Perhaps an issue of the industry's current view of safety management ?

In addition, the difficulty in explaining a way forward with required knowledge and skill, other than by example; particularly for Tacit Knowledge, awareness and judgement.
SOPs are the 'Streetlights'; we operate in the 'Shadows'
Ha but this I understand, however...

The act of drowning is easy and self imposed once you jump in any kind of 'hostile' water. The act of swimming is taught step by step in a safe environment. The reaction to stop drowning is a revertion to what is taught before (try to float - passive or swim - active).

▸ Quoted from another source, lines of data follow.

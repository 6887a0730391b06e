//! Parallel vertex welding.
//!
//! Welding collapses every cluster of vertices lying within a distance
//! threshold `eps` of one another into a single representative vertex at the
//! cluster's mean position, then rewrites all triangles to reference the
//! collapsed vertices. Triangles are never removed: a triangle whose corners
//! collapse together survives as a degenerate triangle.
//!
//! # Variants
//!
//! - [`weld_forward`]: the synchronous parallel algorithm. Vertices emit in
//!   waves; a vertex becomes an *active source* in the wave after all of its
//!   smaller-id neighbors have emitted, and, if still its own cluster
//!   representative at that moment, claims its still-pending larger-id
//!   neighbors with a lock-free minimum-write on their parent pointers.
//!   Cluster compaction afterwards is a single sequential scan.
//! - [`weld_forward_async`]: the same wavefront, but cluster compaction is
//!   parallelized by assigning compacted ids per contiguous id chunk with a
//!   prefix sum over per-chunk centroid counts.
//! - [`weld_sequential`]: the single-threaded greedy baseline that absorbs
//!   all unclaimed in-range neighbors of each vertex in ascending id order.
//!   Its clusters legitimately differ from the parallel variants'.
//!
//! The parallel variants produce deterministic cluster memberships: parent
//! pointers only ever decrease, so the smallest claimant wins independently
//! of thread interleaving. The clustering is a greedy claim by the smallest
//! emitted neighbor, **not** the transitive closure of the `eps`-proximity
//! graph: two vertices within `eps` of each other may land in different
//! clusters when neither is the other's smallest neighbor.
//!
//! # Example
//!
//! ```
//! use smelt::algo::weld::weld_forward;
//! use smelt::mesh::TriangleMesh;
//! use smelt::spatial::SpatialIndex;
//! use nalgebra::Point3;
//!
//! let mut mesh = TriangleMesh::from_vertices_and_triangles(
//!     vec![Point3::new(0.0, 0.0, 0.0), Point3::new(0.5, 0.0, 0.0)],
//!     vec![[0, 0, 1]],
//! )
//! .unwrap();
//!
//! let index = SpatialIndex::build(&mesh.vertices);
//! weld_forward(&mut mesh, &index, 1.0);
//!
//! assert_eq!(mesh.num_vertices(), 1);
//! assert_eq!(mesh.vertices[0], Point3::new(0.25, 0.0, 0.0));
//! assert_eq!(mesh.triangles[0], [0, 0, 0]);
//! ```

pub mod forward;
pub mod forward_async;
mod reduce;
pub mod sequential;

pub use forward::{weld_forward, weld_forward_with_progress};
pub use forward_async::{weld_forward_async, weld_forward_async_with_progress};
pub use sequential::weld_sequential;

use std::sync::atomic::{AtomicBool, AtomicIsize, AtomicUsize, Ordering};

use nalgebra::Point3;
use rayon::prelude::*;

use crate::algo::progress::ProgressSink;
use crate::spatial::SpatialIndex;

/// Shared state of one welding call.
///
/// For each vertex `i`:
/// - `parent[i]` is the id of the vertex `i` currently points to, with the
///   invariants `parent[i] <= i` at all times and `parent[i] == i` exactly
///   when `i` is a cluster representative (a *centroid*);
/// - `remaining[i]` counts the in-range neighbors with ids `< i` that have
///   not yet emitted; `0` means ready, negative means emitted;
/// - `bigger[i]` lists the in-range neighbors with ids `> i`, sorted, fixed
///   after construction.
pub(crate) struct Wavefront {
    parent: Vec<AtomicUsize>,
    remaining: Vec<AtomicIsize>,
    bigger: Vec<Vec<usize>>,
}

impl Wavefront {
    /// Query the spatial index for every vertex in parallel and set up the
    /// parent and counter arrays.
    pub(crate) fn build(vertices: &[Point3<f64>], index: &SpatialIndex, eps: f64) -> Self {
        let (remaining, bigger): (Vec<_>, Vec<_>) = vertices
            .par_iter()
            .enumerate()
            .map(|(i, v)| {
                let (num_not_greater, bigger) = index.search_radius_split(v, eps, i);
                // The query point itself is counted among the not-greater ids.
                (AtomicIsize::new(num_not_greater as isize - 1), bigger)
            })
            .unzip();
        let parent = (0..vertices.len()).map(AtomicUsize::new).collect();
        Self {
            parent,
            remaining,
            bigger,
        }
    }

    /// Run emission waves until no pending vertices remain.
    ///
    /// Each wave is one parallel pass over all vertices; the pass's implicit
    /// join is the wave barrier. A vertex whose counter reads zero emits:
    /// only its own loop iteration may take it negative, so the ready →
    /// emitted transition happens exactly once per vertex. An emitting
    /// centroid claims each still-pending bigger neighbor `j` by writing its
    /// id into `parent[j]`, but only while its id undercuts the value
    /// already there, so parent pointers decrease monotonically and the
    /// smallest claimant wins regardless of interleaving.
    ///
    /// Progress is guaranteed: the minimum pending id has no pending smaller
    /// neighbors, so every wave emits at least one vertex.
    ///
    /// Returns the number of waves executed.
    pub(crate) fn run_waves(&self, progress: &dyn ProgressSink) -> usize {
        let num_vertices = self.parent.len();
        let should_continue = AtomicBool::new(true);
        let emitted = AtomicUsize::new(0);
        let mut waves = 0;

        // The swap both reads the previous wave's verdict and resets the
        // flag for the next one; the par_iter join orders the two.
        while should_continue.swap(false, Ordering::Relaxed) {
            waves += 1;
            (0..num_vertices).into_par_iter().for_each(|i| {
                if self.remaining[i].load(Ordering::Acquire) != 0 {
                    return; // pending or already emitted
                }
                self.remaining[i].fetch_sub(1, Ordering::AcqRel);
                emitted.fetch_add(1, Ordering::Relaxed);

                // All smaller in-range neighbors have emitted, so no claim
                // on i can still arrive: its parent is final.
                let is_centroid = self.parent[i].load(Ordering::Acquire) == i;

                for &j in &self.bigger[i] {
                    if is_centroid && self.remaining[j].load(Ordering::Acquire) > 0 {
                        claim_with_smaller(&self.parent[j], i);
                    }
                    if self.remaining[j].fetch_sub(1, Ordering::AcqRel) >= 1 {
                        should_continue.store(true, Ordering::Relaxed);
                    }
                }
            });
            progress.update(
                "Welding vertices",
                emitted.load(Ordering::Relaxed),
                num_vertices,
            );
        }

        waves
    }

    /// Tear down the atomics and hand back the final parent array.
    pub(crate) fn into_parents(self) -> Vec<usize> {
        self.parent.into_iter().map(|p| p.into_inner()).collect()
    }
}

/// Lock-free minimum-write: install `candidate` into `parent` unless the
/// value already there is smaller or equal. Retries on contention, gives up
/// as soon as the observed value no longer exceeds the candidate.
fn claim_with_smaller(parent: &AtomicUsize, candidate: usize) {
    let mut current = parent.load(Ordering::Acquire);
    while candidate < current {
        match parent.compare_exchange_weak(
            current,
            candidate,
            Ordering::AcqRel,
            Ordering::Acquire,
        ) {
            Ok(_) => return,
            Err(observed) => current = observed,
        }
    }
}
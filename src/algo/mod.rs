//! Mesh processing algorithms.
//!
//! This module contains the vertex-welding engine and its companion driver:
//!
//! - **Welding**: collapse clusters of nearby vertices into single
//!   representatives ([`weld`])
//! - **Epsilon search**: find the welding threshold that achieves a target
//!   vertex reduction rate ([`find_epsilon`])
//! - **Progress**: caller-supplied sinks for progress updates
//!   ([`ProgressSink`])

pub mod find_epsilon;
pub mod progress;
pub mod weld;

pub use progress::{ProgressSink, Silent};
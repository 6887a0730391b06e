//! Progress reporting for long-running operations.
//!
//! Welding a scan-sized mesh can take a while, and how progress should be
//! surfaced depends on the caller: the CLI draws a bar, tests want nothing,
//! a service might forward counts to its own telemetry. The library stays
//! out of that decision by reporting through the [`ProgressSink`] trait;
//! algorithms take a `&dyn ProgressSink` and callers pick the sink.
//!
//! A shareable closure of the right shape already is a sink:
//!
//! ```
//! use smelt::algo::progress::ProgressSink;
//!
//! let log_updates = |stage: &str, completed: usize, total: usize| {
//!     eprintln!("{stage}: {completed}/{total}");
//! };
//! log_updates.update("welding", 3, 10);
//! ```

/// Receives updates from long-running operations.
///
/// The welders report once per emission wave with the number of vertices
/// emitted so far out of the vertex total; the epsilon search reports once
/// per welding probe. Within one operation `completed` never decreases,
/// though the same value may be reported more than once. Sinks may be
/// shared across threads.
pub trait ProgressSink: Send + Sync {
    /// Record that `completed` of `total` units of `stage` are done.
    fn update(&self, stage: &str, completed: usize, total: usize);
}

/// The sink that discards every update.
#[derive(Debug, Clone, Copy, Default)]
pub struct Silent;

impl ProgressSink for Silent {
    fn update(&self, _stage: &str, _completed: usize, _total: usize) {}
}

impl<F> ProgressSink for F
where
    F: Fn(&str, usize, usize) + Send + Sync,
{
    fn update(&self, stage: &str, completed: usize, total: usize) {
        self(stage, completed, total)
    }
}
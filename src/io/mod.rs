//! Mesh file I/O.
//!
//! The welding pipeline reads and writes PLY (Stanford polygon format)
//! meshes; see [`ply`] for the property layout. The functions here dispatch
//! on the file extension so callers do not need to name the format:
//!
//! ```no_run
//! use smelt::io::{load, save};
//!
//! let mesh = load("model.ply").unwrap();
//! save(&mesh, "welded.ply").unwrap();
//! ```

pub mod ply;

use std::path::Path;

use crate::error::{MeshError, Result};
use crate::mesh::TriangleMesh;

fn require_ply(path: &Path) -> Result<()> {
    let extension = path
        .extension()
        .and_then(|e| e.to_str())
        .unwrap_or("(none)");
    if extension.eq_ignore_ascii_case("ply") {
        Ok(())
    } else {
        Err(MeshError::UnsupportedFormat {
            extension: extension.to_string(),
        })
    }
}

/// Load a mesh from a PLY file (ASCII or binary).
pub fn load<P: AsRef<Path>>(path: P) -> Result<TriangleMesh> {
    let path = path.as_ref();
    require_ply(path)?;
    ply::load(path)
}

/// Save a mesh to a binary little-endian PLY file.
///
/// Use [`ply::save_ascii`] directly for a human-readable file.
pub fn save<P: AsRef<Path>>(mesh: &TriangleMesh, path: P) -> Result<()> {
    let path = path.as_ref();
    require_ply(path)?;
    ply::save_binary(mesh, path)
}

Humans don't survive in structure-less environments unless there is time available to adapt. Give the brain knowledge, awareness and judgement, and you still might end up drowning if no reference is made to previous taught behaviour to which one has as quickly as possible "hang-on" to. And as much as your examples refer to "out of the SOP" steps, the SOPs did give guidelines as to how not to drown.

In even in the shadows, the lights are points of reference giving trust and showing the way because of one very important SOP guideline: it shouldn't do more harm than not. To get back on topic... if turbulence becomes "uncontrollable" it becomes upset recovery. And hence we try no to drown with taught techniques.

On the topic of the "why this SOP", I completely agree, and the SOP is not king nor ultimate goal. However, in this world of aviation with the job of "pilot" being very common and pilots coming from all kinds of backgrounds, it is pretty impossible to state that the "darkness" is survivable for the majority of pilots when you decide to question the streetlight.

Last edited by BraceBrace; 17th Dec 2023 at 19:33.